Dados de extração de baixa latênciaFluxos de dados com entrega off-chain e verificação on-chain.Atualizações pull do Pyth Core e Pyth Pro de alto desempenho
Sinal de incerteza dos dadosDepende do esquema de alimentação ou fluxo e dos campos de mercado.Preço mais intervalo de confiança explícito
Responsabilidade de integraçãoVaria desde leituras simples de feeds até a API completa de Data Streams e fluxo de verificação.O fluxo de pull requer a busca, o envio e a validação das atualizações atuais.
Edição operacional de 2026Feeds e fluxos podem ser adicionados ou removidos; acompanhe as notas de lançamento oficiais.Núcleo atualizado em 26 de agosto de 2026; o Hermes agora requer autenticação por chave de API.

Como verificar automaticamente uma integração Oracle antes do lançamento

Antes de considerar uma integração Oracle pronta para produção, execute uma análise de falhas em vez de testar apenas o cenário ideal. Uma lista de verificação útil é:

  • Confirme o ID exato do feed ou fluxo e o endereço oficial do contrato na rede de destino.
  • Defina a idade máxima aceitável para cada preço utilizado pelo protocolo.
  • Simule um feed desatualizado e verifique se a aplicação falha de forma segura.
  • Analise mercados voláteis onde os preços divergem entre diferentes locais ou a confiança aumenta.
  • Teste interrupções na API ou no WebSocket e falhas de autenticação.
  • Verificar o comportamento quando o mercado tradicional subjacente estiver fechado.
  • Meça a latência de ponta a ponta em condições de blockchain congestionadas.
  • Inscreva-se para receber avisos oficiais de descontinuação e atualização.
  • Documente qual das partes arca com os custos de atualização, verificação, assinatura e gás.
  • Execute os testes novamente sempre que o provedor do oráculo alterar a arquitetura ou os endereços do contrato.

Se essas verificações produzirem um comportamento claro e determinístico, a escolha do oráculo provavelmente está alinhada com a aplicação, e não baseada apenas na reputação.

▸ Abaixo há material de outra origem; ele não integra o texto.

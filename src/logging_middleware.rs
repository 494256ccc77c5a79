// src/logging_middleware.rs
//! Middleware for logging JSON request and response bodies in debug mode

use axum::body::to_bytes;
use axum::{
    body::Body,
    extract::Request,
    http::{header, HeaderMap, StatusCode},
    middleware::Next,
    response::Response,
};
use tracing::{debug, enabled, Level};

/// Only JSON and form bodies are buffered; uploads and static files pass through untouched
fn is_loggable(headers: &HeaderMap) -> bool {
    headers
        .get(header::CONTENT_TYPE)
        .and_then(|v| v.to_str().ok())
        .map(|ct| ct.starts_with("application/json") || ct.starts_with("text/"))
        .unwrap_or(false)
}

fn render_body(bytes: &[u8]) -> Option<String> {
    let body_str = std::str::from_utf8(bytes).ok()?;
    // Try to parse as JSON for pretty printing
    match serde_json::from_str::<serde_json::Value>(body_str) {
        Ok(json) => Some(
            serde_json::to_string_pretty(&json).unwrap_or_else(|_| body_str.to_string()),
        ),
        Err(_) => Some(body_str.to_string()),
    }
}

/// Middleware to log request and response bodies in debug mode
pub async fn log_request_response(request: Request, next: Next) -> Result<Response, StatusCode> {
    if !enabled!(Level::DEBUG) {
        return Ok(next.run(request).await);
    }

    let request = if is_loggable(request.headers()) {
        let (parts, body) = request.into_parts();
        let bytes = to_bytes(body, usize::MAX)
            .await
            .map_err(|_| StatusCode::BAD_REQUEST)?;

        if let Some(body) = render_body(&bytes).filter(|b| !b.is_empty()) {
            debug!(
                method = %parts.method,
                uri = %parts.uri,
                request_body = %body,
                "Request"
            );
        }

        Request::from_parts(parts, Body::from(bytes))
    } else {
        debug!(method = %request.method(), uri = %request.uri(), "Request");
        request
    };

    let response = next.run(request).await;

    if !is_loggable(response.headers()) {
        debug!(status = %response.status(), "Response");
        return Ok(response);
    }

    let (parts, body) = response.into_parts();
    let bytes = to_bytes(body, usize::MAX)
        .await
        .map_err(|_| StatusCode::INTERNAL_SERVER_ERROR)?;

    if let Some(body) = render_body(&bytes).filter(|b| !b.is_empty()) {
        debug!(status = %parts.status, response_body = %body, "Response");
    }

    Ok(Response::from_parts(parts, Body::from(bytes)))
}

Tanto o Chainlink quanto o Pyth oferecem maneiras consolidadas de integrar dados financeiros externos à Web3, mas seus produtos mais fortes estão cada vez mais em comum: o Chainlink agora oferece modelos de envio (push) e recebimento (pull), enquanto o Pyth suporta atualizações de recebimento acionadas pela aplicação e padrões de envio (push) selecionados. O fator decisivo deve ser o mercado específico, o orçamento de latência, as premissas de segurança, as capacidades operacionais e a política de falhas do protocolo que consome os dados.

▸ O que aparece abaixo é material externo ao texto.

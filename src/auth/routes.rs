//! Authentication routes

use axum::{
    routing::{get, post},
    Router,
};

use super::handlers;

/// Creates and returns the authentication router
///
/// # Routes
/// - `GET /api/auth/:provider` - Start a Google or Facebook login
/// - `GET /api/auth/:provider/callback` - Provider redirect target
/// - `GET /api/auth/validate` - Current user for a bearer credential
/// - `POST /api/auth/logout` - Logout (client-side token removal)
pub fn auth_routes() -> Router {
    Router::new()
        .route("/api/auth/validate", get(handlers::validate_handler))
        .route("/api/auth/logout", post(handlers::logout_handler))
        .route("/api/auth/:provider", get(handlers::login_start))
        .route("/api/auth/:provider/callback", get(handlers::oauth_callback))
}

Para obter detalhes de implementação atuais, consulte a documentação do Chainlink Data Feeds , a documentação do Chainlink Data Streams , a documentação do Pyth Core e a documentação do Pyth Pro . Como os endpoints, feeds, autenticação e redes suportadas podem mudar, essas fontes primárias devem ser verificadas novamente no momento da implantação.